Indochine "Le Péril Jaune"
(Moyen) Orient
(Clémence
Melody - Ariola)
On commence par le moins bon (en évitant le pire comme ils ont su le faire) et on passe au meilleur - progression logique et calquée sur celle d'Indochine - ici à un tournant plus qu'attendu et pas seulement par les milliers d'acheteurs de "L'Aventurier".
Le moins bon donc : un album qui n'est qu'à moitié réussi. Un album déséquilibré dont certains titres semblent techniquement inachevés, comme si le temps avait manqué.
Indochine a pourtant les moyens de prendre son temps et ceci n'explique pas l'évidente division entre les morceaux mixés (?) genre fouillis - "La sécheresse du Mékong" (un "Lillywhite" qu'aurait perdu l'contrôle de ses échos), "Razzia", "Miss Paramount" (pourtant choisi comme simple) - et les morceaux mixés genre propre et efficace - "Pavillon Rouge", "Okinawa", "Tonkin", "Kao Bang" et les deux "Péril Jaune".
On aimerait trouver une explication à cette dichotomie des intentions - pourquoi faire approximatif quand on prouve qu'on peut faire très précis?

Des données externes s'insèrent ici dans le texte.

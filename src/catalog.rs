//! Level catalog
//!
//! Each level is a group name to spell, plus the accent color its tokens are
//! drawn with.

use rand::Rng;
use serde::Serialize;

/// A single level
#[derive(Debug, Clone, Copy, PartialEq, Eq, Serialize)]
pub struct Level {
    /// Target word
    pub group: &'static str,
    /// Token palette name, interpreted by the host
    pub color: &'static str,
}

#[rustfmt::skip]
pub const LEVELS: &[Level] = &[
    Level { group: "BOYNEXTDOOR", color: "slate-600" },
    Level { group: "SEVENTEEN", color: "slate-500" },
    Level { group: "NEWJEANS", color: "indigo-400" },
    Level { group: "LESSERAFIM", color: "slate-700" },
    Level { group: "TWICE", color: "slate-400" },
    Level { group: "BTS", color: "slate-800" },
    Level { group: "BLACKPINK", color: "slate-900" },
    Level { group: "STRAYKIDS", color: "slate-600" },
    Level { group: "GIDLE", color: "slate-500" },
    Level { group: "IVE", color: "indigo-500" },
    Level { group: "AESPA", color: "slate-700" },
    Level { group: "TXT", color: "blue-400" },
    Level { group: "ENHYPEN", color: "slate-600" },
    Level { group: "NMIXX", color: "slate-400" },
    Level { group: "ITZY", color: "slate-500" },
    Level { group: "RIIZE", color: "orange-300" },
    Level { group: "TWS", color: "blue-300" },
    Level { group: "BABYMONSTER", color: "red-800" },
];

pub fn level(index: usize) -> Option<&'static Level> {
    LEVELS.get(index)
}

/// Catalog position of a word, if it is a catalog level
pub fn index_of(word: &str) -> Option<usize> {
    LEVELS.iter().position(|l| l.group == word)
}

/// Random index in `0..len` that differs from `current` whenever `len > 1`
///
/// Returns None for an empty list.
pub fn pick_other<R: Rng + ?Sized>(rng: &mut R, len: usize, current: Option<usize>) -> Option<usize> {
    if len == 0 {
        return None;
    }
    loop {
        let index = rng.random_range(0..len);
        if len == 1 || Some(index) != current {
            return Some(index);
        }
    }
}

/// Random catalog level other than `current`
pub fn pick_next_level<R: Rng + ?Sized>(rng: &mut R, current: Option<usize>) -> usize {
    pick_other(rng, LEVELS.len(), current).unwrap_or(0)
}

À Nicolas Sirkis (chant, textes et... mèche...) on reprochera une dicton parfois exagérément sophistiquée "Okinawa", un phrasé mal articulé "Pavillon rouge" et - plus grave - une justesse pour le moins relative dans "À l'Est de Java". Pour en finir avec les "talons d'Achille" on reprochera au "batteur" un manque d'âme regrettable, surtout dans ces paysages asiatiques.
On arrête là et on se réjouit plutôt de constater qu'avec "Le Péril Jaune" et malgré ses erreurs, Indochine s'ouvre des perspectives que ses membres sauront - espérons le - exploiter pour le meilleur.
Perspectives musicales avec de bonnes surprises - "Le péril jaune", instrumental plutôt planant (aie aie aie!) qui devrait ouvrir les concerts et qui ouvre et ferme l'album - "Pavillon rouge" et sa construction surprenante - "Okinawa", une des grandes réussites du disque où le groupe à l'humour (ou le culot?) de déjà se citer - "Tonkin", un autre instrumental extrêmement dépouillé qui démontre à quel point la guitare de Dominique Nicolas est importante pour le groupe - "Kao Bang" enfin à la superbe intro et qui, dans une version plus courte ferait un troisième simple (après "Okinawa"?).
Perspectives de progrès aussi dont les graines sont semées (arroseurs à vos postes!) et dessinent les contours d'une réelle personnalité de groupe qui ne demande qu'à émerger au fur et à mesure à l'aventure.
En résumé (Herr Professeur!), avec "Le Péril Jaune", le voyage prend corps - le potentiel existe - aux gens d'Indochine de ne plus se laisser entraîner dans l'à peu près en revendiquant haut et fort leur statut d'artiste face à une industrie qui a vite fait de battre le fer tant qu'il est chaud. Comme dit en souriant le patriarche zen "Ce n'est pas ce qui est à portée de la main qui est forcément le plus près!"